■ ASSIGNED TASK: Reply only with how many lines below contain "required".
**** MATERIAL PROVIDED ****
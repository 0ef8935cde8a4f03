//! Content record entities.

pub mod content_type;
pub mod model;
pub mod version;

pub use content_type::ContentType;
pub use model::{ContentChanges, ContentRecord, NewContent};
pub use version::ContentRecordVersion;
//! Application configuration schemas.
//!
//! All configuration structs are deserialized from TOML files via the
//! `config` crate. Each sub-module represents a logical configuration
//! section.

pub mod database;
pub mod logging;
pub mod storage;

use serde::{Deserialize, Serialize};

pub use self::database::DatabaseConfig;
pub use self::logging::LoggingConfig;
pub use self::storage::StorageConfig;

use crate::error::AppError;

/// Root application configuration.
///
/// This struct is the top-level deserialization target for the merged
/// TOML configuration files (default.toml + environment overlay).
#[derive(Debug, Clone, Default, Serialize, Deserialize)]
pub struct AppConfig {
    /// Database connection settings.
    #[serde(default)]
    pub database: DatabaseConfig,
    /// Attachment storage settings.
    #[serde(default)]
    pub storage: StorageConfig,
    /// Logging settings.
    #[serde(default)]
    pub logging: LoggingConfig,
}

impl AppConfig {
    /// Load configuration from TOML files.
    ///
    /// Merges `config/default`, the `config/{env}` overlay, and environment
    /// variables prefixed with `ATTACHHUB__` (e.g. `ATTACHHUB__DATABASE__URL`).
    pub fn load(env: &str) -> Result<Self, AppError> {
        Self::load_from("config/default", env)
    }

    /// Load configuration from an explicit base file plus the environment
    /// overlay that sits next to it.
    pub fn load_from(base: &str, env: &str) -> Result<Self, AppError> {
        let overlay = match base.rsplit_once('/') {
            Some((dir, _)) => format!("{dir}/{env}"),
            None => env.to_string(),
        };

        let config = config::Config::builder()
            .add_source(config::File::with_name(base).required(false))
            .add_source(config::File::with_name(&overlay).required(false))
            .add_source(
                config::Environment::with_prefix("ATTACHHUB")
                    .prefix_separator("__")
                    .separator("__")
                    .try_parsing(true),
            )
            .build()
            .map_err(|e| AppError::configuration(format!("Failed to build config: {e}")))?;

        config
            .try_deserialize()
            .map_err(|e| AppError::configuration(format!("Failed to deserialize config: {e}")))
    }
}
****
■ ANSWER TO THIS EXERCISE: 2